En toen kwam de mevrouw langs die verstand heeft van alles wat groeit en bloeit op mijn landgoed. De uitgestrekte velden, de fruitboomgaard en de bloemperken langs de oprijlaan hadden dringend eerste hulp nodig bij het omdenken van winter naar zomer. Precies een klusje voor een tuinvrouw. Ze ging aan de slag met waterpomptangen enzo en schudde de boel flink op. Ze verjoeg de winter waar ik bij stond. Maar niet alleen de winter. Als je aan een struik gaat staan schudden blijkt alras dat niet alleen de ontluikende blommekes in winterslaap zijn geweest. Ook alle geleedpotigen die zich erin hadden verschanst worden plots wakker. Met honger als een paard. In optocht marcheren ze naar binnen. So far so good. Tot poes ze in de gaten krijgt. Want ze bewegen en daar kun je mooi achteraan rennen als kat. Ze slaat ze buiten westen met een pootje, maar dan vindt ze ze niet meer zo leuk. Gelukkig breng ik dan met de stofzuiger enig leven in de brouwerij en bezorg ze een ritje roetsjbaan-zonder-valhelm met 200 kilometer per uur. Einde verhaal.

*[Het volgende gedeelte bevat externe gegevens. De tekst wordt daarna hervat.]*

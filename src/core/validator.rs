//! Block validation rules.
//!
//! [`BlockValidator::validate_next`] is the single acceptance path for blocks
//! that did not come out of the local miner: peer-proposed blocks, synced
//! ranges, fork segments and blocks replayed from disk.

use crate::core::block::{Block, Header};
use crate::core::genesis::Genesis;
use crate::core::ledger::Ledger;
use crate::core::transaction::TxError;
use crate::types::address::Address;
use crate::types::hash::Hash;
use crate::types::merkle_tree::MerkleTree;
use powchain_derive::Error;

/// How far a block timestamp may run ahead of the local clock.
pub const MAX_BLOCK_TIME_DRIFT_MS: u64 = 15_000;

#[derive(Debug, Clone, PartialEq, Eq, Error)]
pub enum BlockError {
    #[error("invalid block number: expected {expected}, got {actual}")]
    InvalidNumber { expected: u64, actual: u64 },

    #[error("previous hash mismatch: expected {expected}, got {actual}")]
    PreviousHashMismatch { expected: Hash, actual: Hash },

    #[error("wrong difficulty: expected {expected}, got {actual}")]
    WrongDifficulty { expected: u8, actual: u8 },

    #[error("header hash {hash} does not meet difficulty {difficulty}")]
    InsufficientWork { hash: Hash, difficulty: u8 },

    #[error("timestamp {timestamp} is too far ahead of local time {now}")]
    TimestampTooFarAhead { timestamp: u64, now: u64 },

    #[error("block holds {count} transactions, limit is {limit}")]
    TooManyTransactions { count: usize, limit: usize },

    #[error("transaction root mismatch")]
    TransactionRootMismatch,

    #[error("state root mismatch: header {expected}, computed {actual}")]
    StateRootMismatch { expected: Hash, actual: Hash },

    #[error("transaction {index} is invalid: {source}")]
    InvalidTransaction {
        index: usize,
        #[source]
        source: TxError,
    },

    #[error("mining reward overflows the beneficiary balance")]
    RewardOverflow,
}

/// Consensus parameters taken from the genesis configuration.
#[derive(Clone, Debug)]
pub struct BlockValidator {
    chain_id: u16,
    difficulty: u8,
    trans_per_block: usize,
    mining_reward: u64,
}

impl BlockValidator {
    pub fn new(genesis: &Genesis) -> Self {
        Self {
            chain_id: genesis.chain_id,
            difficulty: genesis.difficulty,
            trans_per_block: genesis.trans_per_block,
            mining_reward: genesis.mining_reward,
        }
    }

    pub fn chain_id(&self) -> u16 {
        self.chain_id
    }

    pub fn difficulty(&self) -> u8 {
        self.difficulty
    }

    pub fn trans_per_block(&self) -> usize {
        self.trans_per_block
    }

    /// Checks that do not need the ledger: linkage, difficulty, work and time.
    pub fn validate_header(
        &self,
        header: &Header,
        parent: &Header,
        now_ms: u64,
    ) -> Result<(), BlockError> {
        let expected = parent.number + 1;
        if header.number != expected {
            return Err(BlockError::InvalidNumber {
                expected,
                actual: header.number,
            });
        }

        let parent_hash = parent.hash();
        if header.previous_hash != parent_hash {
            return Err(BlockError::PreviousHashMismatch {
                expected: parent_hash,
                actual: header.previous_hash,
            });
        }

        if header.difficulty != self.difficulty {
            return Err(BlockError::WrongDifficulty {
                expected: self.difficulty,
                actual: header.difficulty,
            });
        }

        if !header.has_valid_work() {
            return Err(BlockError::InsufficientWork {
                hash: header.hash(),
                difficulty: header.difficulty,
            });
        }

        if header.timestamp > now_ms.saturating_add(MAX_BLOCK_TIME_DRIFT_MS) {
            return Err(BlockError::TimestampTooFarAhead {
                timestamp: header.timestamp,
                now: now_ms,
            });
        }

        Ok(())
    }

    /// Validates `block` as the child of `parent` and applies it to `ledger`.
    ///
    /// `ledger` must hold the state after `parent`. On error it may be left
    /// partially updated, so callers validate against a scratch copy.
    pub fn validate_next(
        &self,
        block: &Block,
        parent: &Header,
        ledger: &mut Ledger,
        now_ms: u64,
    ) -> Result<(), BlockError> {
        let header = &block.header;
        self.validate_header(header, parent, now_ms)?;

        if block.transactions.len() > self.trans_per_block {
            return Err(BlockError::TooManyTransactions {
                count: block.transactions.len(),
                limit: self.trans_per_block,
            });
        }

        if MerkleTree::from_transactions(&block.transactions) != header.transaction_root {
            return Err(BlockError::TransactionRootMismatch);
        }

        for (index, tx) in block.transactions.iter().enumerate() {
            tx.validate(self.chain_id)
                .and_then(|_| ledger.apply(tx, &header.beneficiary))
                .map_err(|source| BlockError::InvalidTransaction { index, source })?;
        }
        self.apply_reward(ledger, header.beneficiary)?;

        let actual = ledger.snapshot();
        if actual != header.state_root {
            return Err(BlockError::StateRootMismatch {
                expected: header.state_root,
                actual,
            });
        }

        Ok(())
    }

    /// Credits the per-block mining reward. Shared with block assembly so
    /// that miners and validators compute the same state root.
    pub fn apply_reward(
        &self,
        ledger: &mut Ledger,
        beneficiary: Address,
    ) -> Result<(), BlockError> {
        ledger
            .credit(beneficiary, self.mining_reward)
            .map_err(|_| BlockError::RewardOverflow)
    }
}
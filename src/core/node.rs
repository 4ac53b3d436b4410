//! The node's shared state and the single mutation path into it.
//!
//! Ledger, chain, mempool and block store sit behind one `RwLock`. Every
//! state change (admitting a transaction, committing a mined block,
//! accepting a proposed block, adopting a peer segment) runs under the write
//! lock, so their effects never interleave. Queries take the read lock and
//! see a consistent snapshot.
//!
//! Proof-of-work runs outside the lock: [`Node::prepare_candidate`] builds
//! the candidate under a read lock, the search runs unlocked, and
//! [`Node::commit_candidate`] re-checks the tip under the write lock. Every
//! other commit cancels the running search first.

use crate::core::account::AccountInfo;
use crate::core::block::{Block, Header, now_millis};
use crate::core::chain::{Chain, ReplayError};
use crate::core::genesis::Genesis;
use crate::core::ledger::Ledger;
use crate::core::miner::{CancelToken, Candidate, SearchOutcome, assemble, search};
use crate::core::transaction::{SignedTransaction, TxError};
use crate::core::validator::{BlockError, BlockValidator};
use crate::network::peer::{Peer, PeerSet, PeerStatus};
use crate::storage::block_store::{BlockStore, StorageError};
use crate::storage::mempool::{Admission, MEMPOOL_CAPACITY, Mempool, MempoolError};
use crate::types::address::Address;
use crate::types::hash::Hash;
use crate::{debug, info, warn};
use powchain_derive::Error;
use std::collections::HashSet;
use std::sync::{Arc, Mutex, RwLock, RwLockReadGuard, RwLockWriteGuard};

/// Block number that resolves to the current tip in range queries.
pub const QUERY_LATEST: u64 = u64::MAX;

#[derive(Debug, Error)]
pub enum NodeError {
    #[error("invalid genesis configuration: {0}")]
    InvalidGenesis(#[source] TxError),

    #[error("invalid block {number}: {source}")]
    InvalidBlock {
        number: u64,
        #[source]
        source: BlockError,
    },

    #[error("chain conflict: {0}")]
    ChainConflict(String),

    #[error("candidate block is stale: the chain tip moved during the search")]
    StaleCandidate,

    #[error("block store failure: {0}")]
    Storage(#[source] StorageError),
}

impl From<StorageError> for NodeError {
    fn from(err: StorageError) -> Self {
        NodeError::Storage(err)
    }
}

impl From<ReplayError> for NodeError {
    fn from(err: ReplayError) -> Self {
        NodeError::InvalidBlock {
            number: err.number,
            source: err.source,
        }
    }
}

/// Result of one local mining attempt.
#[derive(Debug, Clone)]
pub enum MineOutcome {
    Mined(Arc<Block>),
    /// Another block was committed during the search.
    Cancelled,
    /// The search finished but the tip had already moved.
    Stale,
    /// The whole nonce space was tried without success.
    Exhausted,
}

/// Result of offering a single block that a peer proposed.
#[derive(Debug, Clone, Copy, PartialEq, Eq)]
pub enum BlockAcceptance {
    /// The block extended the tip and is now committed.
    Committed,
    /// The block is already part of the local chain.
    Known,
    /// The block does not extend the local tip; only a sync can place it.
    Detached,
}

/// What adopting a peer segment changed.
#[derive(Debug, Clone, PartialEq, Eq)]
pub struct SegmentOutcome {
    pub ancestor: u64,
    pub new_height: u64,
    /// Local blocks discarded in favour of the peer's.
    pub orphaned: usize,
}

struct Inner {
    ledger: Ledger,
    chain: Chain,
    mempool: Mempool,
    store: Box<dyn BlockStore>,
}

pub struct Node {
    genesis: Genesis,
    validator: BlockValidator,
    beneficiary: Address,
    host: String,
    inner: RwLock<Inner>,
    peers: PeerSet,
    mining: Mutex<Option<CancelToken>>,
}
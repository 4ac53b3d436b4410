//! Durable storage for committed blocks.
//!
//! The genesis block is never stored; it is rebuilt from configuration. A
//! store holds blocks `1..=height` in order and is replayed through the
//! validator on startup.

use crate::core::block::Block;
use crate::types::encoding::{Decode, Encode};
use crate::warn;
use fs2::FileExt;
use powchain_derive::Error;
use std::fs::{self, File, OpenOptions};
use std::io::{self, BufWriter, Read, Write};
use std::path::{Path, PathBuf};
use std::sync::{Arc, Mutex};

/// Name of the block log inside the data directory.
pub const BLOCK_LOG_FILE: &str = "blocks.db";
/// Name of the advisory lock file inside the data directory.
pub const LOCK_FILE: &str = ".lock";

/// Frames larger than this are treated as a corrupt tail.
const MAX_FRAME_LEN: usize = 16 * 1024 * 1024;

#[derive(Debug, Error)]
pub enum StorageError {
    #[error("storage I/O failed: {0}")]
    Io(String),

    #[error("data directory {0} is in use by another process")]
    Locked(String),
}

impl From<io::Error> for StorageError {
    fn from(err: io::Error) -> Self {
        StorageError::Io(err.to_string())
    }
}

/// Ordered block persistence. Implementations must be thread-safe; the node
/// only calls them while holding its write lock.
///
/// Every write either lands completely or leaves the store as it was.
pub trait BlockStore: Send + Sync {
    /// All stored blocks in order.
    fn load(&self) -> Result<Vec<Block>, StorageError>;

    /// Appends the next block.
    fn append(&self, block: &Block) -> Result<(), StorageError>;

    /// Keeps blocks `1..=ancestor` and puts `blocks` after them, in one step.
    fn replace_from(&self, ancestor: u64, blocks: &[Arc<Block>]) -> Result<(), StorageError>;

    /// Keeps blocks `1..=height` and drops the rest.
    fn truncate(&self, height: u64) -> Result<(), StorageError> {
        self.replace_from(height, &[])
    }
}

/// Volatile store for tests and throwaway nodes.
#[derive(Default)]
pub struct MemoryBlockStore {
    blocks: Mutex<Vec<Block>>,
}

impl MemoryBlockStore {
    pub fn new() -> Self {
        Self::default()
    }
}

impl BlockStore for MemoryBlockStore {
    fn load(&self) -> Result<Vec<Block>, StorageError> {
        Ok(self.blocks.lock().unwrap_or_else(|e| e.into_inner()).clone())
    }

    fn append(&self, block: &Block) -> Result<(), StorageError> {
        self.blocks
            .lock()
            .unwrap_or_else(|e| e.into_inner())
            .push(block.clone());
        Ok(())
    }

    fn replace_from(&self, ancestor: u64, blocks: &[Arc<Block>]) -> Result<(), StorageError> {
        let mut stored = self.blocks.lock().unwrap_or_else(|e| e.into_inner());
        stored.truncate(ancestor as usize);
        stored.extend(blocks.iter().map(|b| (**b).clone()));
        Ok(())
    }
}

/// Append-only block log: each block is a little-endian `u32` length followed
/// by its binary encoding.
///
/// Holds an exclusive lock on the data directory for its whole lifetime.
pub struct FileBlockStore {
    path: PathBuf,
    log: Mutex<File>,
    _lock: File,
}

impl FileBlockStore {
    /// Opens (creating if needed) the block log under `dir`.
    pub fn open(dir: &Path) -> Result<Self, StorageError> {
        fs::create_dir_all(dir)?;

        let lock = OpenOptions::new()
            .create(true)
            .truncate(false)
            .write(true)
            .open(dir.join(LOCK_FILE))?;
        lock.try_lock_exclusive()
            .map_err(|_| StorageError::Locked(dir.display().to_string()))?;

        let path = dir.join(BLOCK_LOG_FILE);
        let log = Self::open_log(&path)?;
        Ok(Self {
            path,
            log: Mutex::new(log),
            _lock: lock,
        })
    }

    fn open_log(path: &Path) -> io::Result<File> {
        OpenOptions::new()
            .create(true)
            .append(true)
            .read(true)
            .open(path)
    }

    fn write_frame(out: &mut impl Write, block: &Block) -> io::Result<()> {
        let bytes = block.encode_to_vec();
        let len = u32::try_from(bytes.len())
            .map_err(|_| io::Error::new(io::ErrorKind::InvalidInput, "block too large"))?;
        out.write_all(&len.to_le_bytes())?;
        out.write_all(&bytes)
    }

    /// Parses frames until the end of `raw` or the first damaged frame.
    fn parse(raw: &[u8]) -> Vec<Block> {
        let mut blocks = Vec::new();
        let mut rest = raw;
        while !rest.is_empty() {
            if rest.len() < 4 {
                warn!(
                    "Block log has a truncated frame header, ignoring {} trailing bytes",
                    rest.len()
                );
                break;
            }
            let len = u32::from_le_bytes([rest[0], rest[1], rest[2], rest[3]]) as usize;
            if len > MAX_FRAME_LEN || rest.len() - 4 < len {
                warn!("Block log frame {} is damaged, ignoring the tail", blocks.len() + 1);
                break;
            }
            match Block::from_bytes(&rest[4..4 + len]) {
                Ok(block) => blocks.push(block),
                Err(err) => {
                    warn!(
                        "Block log frame {} does not decode ({err}), ignoring the tail",
                        blocks.len() + 1
                    );
                    break;
                }
            }
            rest = &rest[4 + len..];
        }
        blocks
    }
}

impl BlockStore for FileBlockStore {
    fn load(&self) -> Result<Vec<Block>, StorageError> {
        let mut raw = Vec::new();
        File::open(&self.path)?.read_to_end(&mut raw)?;
        Ok(Self::parse(&raw))
    }

    fn append(&self, block: &Block) -> Result<(), StorageError> {
        let mut log = self.log.lock().unwrap_or_else(|e| e.into_inner());
        let committed = log.metadata()?.len();
        let written = Self::write_frame(&mut *log, block).and_then(|_| log.sync_data());
        if let Err(err) = written {
            // Drop the partial frame so later appends stay readable.
            if let Err(undo) = log.set_len(committed) {
                warn!("Could not roll back a failed block append: {undo}");
            }
            return Err(err.into());
        }
        Ok(())
    }

    fn replace_from(&self, ancestor: u64, blocks: &[Arc<Block>]) -> Result<(), StorageError> {
        let mut log = self.log.lock().unwrap_or_else(|e| e.into_inner());
        let kept: Vec<Block> = self.load()?.into_iter().take(ancestor as usize).collect();

        let tmp = self.path.with_extension("db.tmp");
        {
            let file = File::create(&tmp)?;
            let mut out = BufWriter::new(&file);
            for block in kept.iter().chain(blocks.iter().map(|b| &**b)) {
                Self::write_frame(&mut out, block)?;
            }
            out.flush()?;
            drop(out);
            file.sync_all()?;
        }
        fs::rename(&tmp, &self.path)?;
        *log = Self::open_log(&self.path)?;
        Ok(())
    }
}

De winter heeft zijn sporen nagelaten, zo maken wij de balans op. Er is nogal wat stuk of ontregeld. En de tuinvrouw stuurt mij op pad om enige vervangingsaankopen te doen. Voor de gezelligheid neem ik de kleine big mee, die vroeg thuis is van school. Op naar het tuincentrum. Een giga warenhuis met planten en buitenzooi met een looproute van een paar kilometer voor je bij de kassa bent. Het tuincentrum verkoopt ook nogal wat branchevreemde artikelen zoals meubels, decoratieve prullaria voor in huis en cakemix. Jawel: cakemix en andere bak- en braadbenodigdheden. Maar een zinken gieter, ho maar. Een medewerkster legt me uit waar ik die gieter ongeveer wel kan vinden: een paar kilometer terug rechts onderaan in het schap. De kleine big zucht opzichtig. Zij ziet zichzelf niet de hele Vierdaagse opnieuw wandelen, alleen voor een gieter!
Ik plant haar dus voor het schap ‘food’ waar ze links en rechts wat proeft van de uitgestalde waar en met een medewerkster het gesprek aangaat over olijfolie en dipsausjes terwijl ik me snel uit de voeten maak. Zo krijg ik tenminste niet opnieuw haar hele riedel aan wensen te horen bij het doorkruisen van de afdeling met levende have. ‘Mag ik een hamster? Mag ik een konijn? Mag ik een vis?’ Driewerf nee.
Bij terugkomst, mét gieter, krijg ik haar slechts van de food-afdeling af met medeneming van een paar hippe potjes vol gifgroene en kobaltblauwe korrels ter decoratie van bakwerk. Bij de Albert Heijn scoort ze een pak bakmix voor cupcakes, in de smaak citroen, inclusief glazuur. Creativiteit aan het keukenfront moet je altijd stimuleren, vind ik. En dat vindt de kleine big ook. Maar daar heeft ze toch een iets andere voorstelling van dan ik. Want in de auto naar huis ziet ze het helemaal voor zich: ‘Dan bak jij straks cupcakes en dan eet ik ze op.’